The first book in this series, Wolfskin, dealt with a Viking voyage to Orkney and was in many respects based on real or possible history. Foxmask is a little different. We do know that the Faroes were settled by people from southern Norway and Orkney at around the time this book is set. It is also known that Irish monks made their way to these distant islands, very probably well before the Norse arrivals. It’s an inhospitable realm, and was settled by the hardiest and most tenacious of people. The weather is extreme, the narrow channels between the islands dangerous, and the land marginal for farming. The fishing is unsurpassed. Written records of this early settlement are few and far between, with most accounts being set down hundreds of years after the fact.
So, how much of the story of Foxmask is true, or could be true, and how much is pure fantasy? The following are at least possible, or even probable: the existence of isolated hermitages on the islands and the voyages there of intrepid Christians such as Breccan; the presence of settlers like Asgrim and his Long Knife people, scratching a living from the sea and from their tenacious island sheep whose dreadlocked, multicolored descendants wander those hills today. The voyage of Thorvald, Sam and Creidhe in their fishing boat from Orkney is also possible, though it would have been a testing trip with such a small crew. Still, if St. Brendan could do it in a curragh of ox skins from the west coast of Ireland, they could do it in their sturdier craft, provided the weather was on their side.
The people of the Seal Tribe are based on a number of folkloric sources. The existence of such ocean creatures, neither benign nor inimical to man, just profoundly Other, is alluded to in the old tales of many island-dwelling races.

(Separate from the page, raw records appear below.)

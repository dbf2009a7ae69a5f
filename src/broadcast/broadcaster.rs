//! Bounded submission loop.

use std::sync::Arc;

use serde::{Deserialize, Serialize};

use crate::broadcast::classify::{classify, Classification, TransportResponse};
use crate::broadcast::transport::BroadcastTransport;
use crate::error::{SendError, SendResult};
use crate::observability::metrics;
use crate::resilience::RetryPolicy;
use crate::signer::SignedTransaction;

/// How the network ended up holding the transaction.
#[derive(Debug, Clone, Copy, PartialEq, Eq, Serialize, Deserialize)]
#[serde(rename_all = "SCREAMING_SNAKE_CASE")]
pub enum Disposition {
    Accepted,
    /// The network already had it; treated as accepted.
    AlreadyKnown,
}

/// Successful broadcast.
#[derive(Debug, Clone, PartialEq, Eq, Serialize, Deserialize)]
pub struct BroadcastOutcome {
    /// Locally computed hash of the signed bytes.
    pub hash: String,
    /// Submissions made, including the successful one.
    pub attempts: u32,
    pub disposition: Disposition,
}

fn provider_message(response: &TransportResponse) -> String {
    match response {
        TransportResponse::Accepted(hash) => hash.clone(),
        TransportResponse::Rejected { status: Some(status), message } => format!("HTTP {}: {}", status, message),
        TransportResponse::Rejected { status: None, message } => message.clone(),
        TransportResponse::Network(message) => message.clone(),
    }
}

/// Submits signed transactions through one transport with a [`RetryPolicy`].
#[derive(Clone)]
pub struct Broadcaster {
    transport: Arc<dyn BroadcastTransport>,
    policy: RetryPolicy,
}

impl Broadcaster {
    pub fn new(transport: Arc<dyn BroadcastTransport>, policy: RetryPolicy) -> Self {
        Self { transport, policy }
    }

    pub fn transport(&self) -> &Arc<dyn BroadcastTransport> {
        &self.transport
    }

    /// Submits `signed` until it is accepted, a fatal class is seen, or the
    /// policy runs out of attempts.
    ///
    /// Rate limiting and transient failures are retried with linear backoff.
    /// `NonceTooLow` and `Malformed` stop at once. A stale rejection is
    /// checked against the network first: if these exact bytes already
    /// landed, the result is `AlreadyKnown` with the local hash.
    pub async fn submit(&self, signed: &SignedTransaction) -> SendResult<BroadcastOutcome> {
        let chain = self.transport.chain();
        let raw = signed.raw_bytes()?;
        let mut attempt = 1;

        loop {
            metrics::record_broadcast_attempt(chain);
            let response = self.transport.send_raw(&raw).await;
            let class = classify(&response);
            metrics::record_broadcast_outcome(chain, class.as_str());

            match class {
                Classification::Accepted | Classification::AlreadyKnown => {
                    if let TransportResponse::Accepted(remote) = &response {
                        if !remote.eq_ignore_ascii_case(&signed.hash) {
                            tracing::warn!(
                                chain = %chain,
                                local_hash = %signed.hash,
                                remote_hash = %remote,
                                "Endpoint reported a different hash; keeping the local one"
                            );
                        }
                    }
                    let disposition = if class == Classification::Accepted {
                        Disposition::Accepted
                    } else {
                        Disposition::AlreadyKnown
                    };
                    tracing::info!(chain = %chain, hash = %signed.hash, attempt, ?disposition, "Broadcast accepted");
                    return Ok(BroadcastOutcome {
                        hash: signed.hash.clone(),
                        attempts: attempt,
                        disposition,
                    });
                }
                Classification::NonceTooLow => {
                    let message = provider_message(&response);
                    return self.resolve_stale(signed, attempt, message).await;
                }
                Classification::Malformed => {
                    let message = provider_message(&response);
                    tracing::error!(chain = %chain, hash = %signed.hash, error = %message, "Broadcast rejected");
                    return Err(SendError::Broadcast {
                        message,
                        definitive: true,
                    });
                }
                Classification::RateLimited | Classification::TransientNetworkError => {
                    let message = provider_message(&response);
                    if attempt >= self.policy.max_attempts {
                        tracing::warn!(
                            chain = %chain,
                            hash = %signed.hash,
                            attempts = attempt,
                            error = %message,
                            "Broadcast retries exhausted"
                        );
                        return Err(if class == Classification::RateLimited {
                            SendError::RateLimited {
                                attempts: attempt,
                                message,
                            }
                        } else {
                            SendError::Broadcast {
                                message,
                                definitive: false,
                            }
                        });
                    }

                    let delay = self.policy.delay_after(attempt);
                    tracing::debug!(
                        chain = %chain,
                        attempt,
                        delay_ms = delay.as_millis() as u64,
                        class = class.as_str(),
                        error = %message,
                        "Retrying broadcast"
                    );
                    tokio::time::sleep(delay).await;
                    attempt += 1;
                }
            }
        }
    }
}

impl Broadcaster {
    /// A stale rejection is also what a node answers once the same bytes
    /// were mined, e.g. after a timed-out attempt that did reach the node.
    async fn resolve_stale(
        &self,
        signed: &SignedTransaction,
        attempt: u32,
        message: String,
    ) -> SendResult<BroadcastOutcome> {
        let chain = self.transport.chain();
        match self.transport.lookup(&signed.hash).await {
            Ok(true) => {
                tracing::info!(chain = %chain, hash = %signed.hash, attempt, "Stale rejection for a landed transaction");
                Ok(BroadcastOutcome {
                    hash: signed.hash.clone(),
                    attempts: attempt,
                    disposition: Disposition::AlreadyKnown,
                })
            }
            Ok(false) => {
                tracing::warn!(chain = %chain, hash = %signed.hash, error = %message, "Broadcast rejected as stale");
                Err(SendError::NonceTooLow(message))
            }
            Err(e) => {
                // Unknown outcome; the record must stay open for reconcile.
                tracing::warn!(
                    chain = %chain,
                    hash = %signed.hash,
                    error = %message,
                    lookup_error = %e,
                    "Stale rejection could not be checked"
                );
                Err(SendError::Broadcast {
                    message: format!("{} (lookup failed: {})", message, e),
                    definitive: false,
                })
            }
        }
    }
}

impl std::fmt::Debug for Broadcaster {
    fn fmt(&self, f: &mut std::fmt::Formatter<'_>) -> std::fmt::Result {
        f.debug_struct("Broadcaster")
            .field("chain", &self.transport.chain())
            .field("policy", &self.policy)
            .finish()
    }
}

As for the Unspoken and their small seer, Foxmask, those spring purely from imagination. History does not tell us whether there were any folk dwelling in the Faroes prior to the coming of the Christians, but there could have been. I created a race in keeping with the highly challenging nature of that environment. Had they existed, I have no doubt their culture and beliefs would have been enmeshed with the forces of nature on which their survival depended.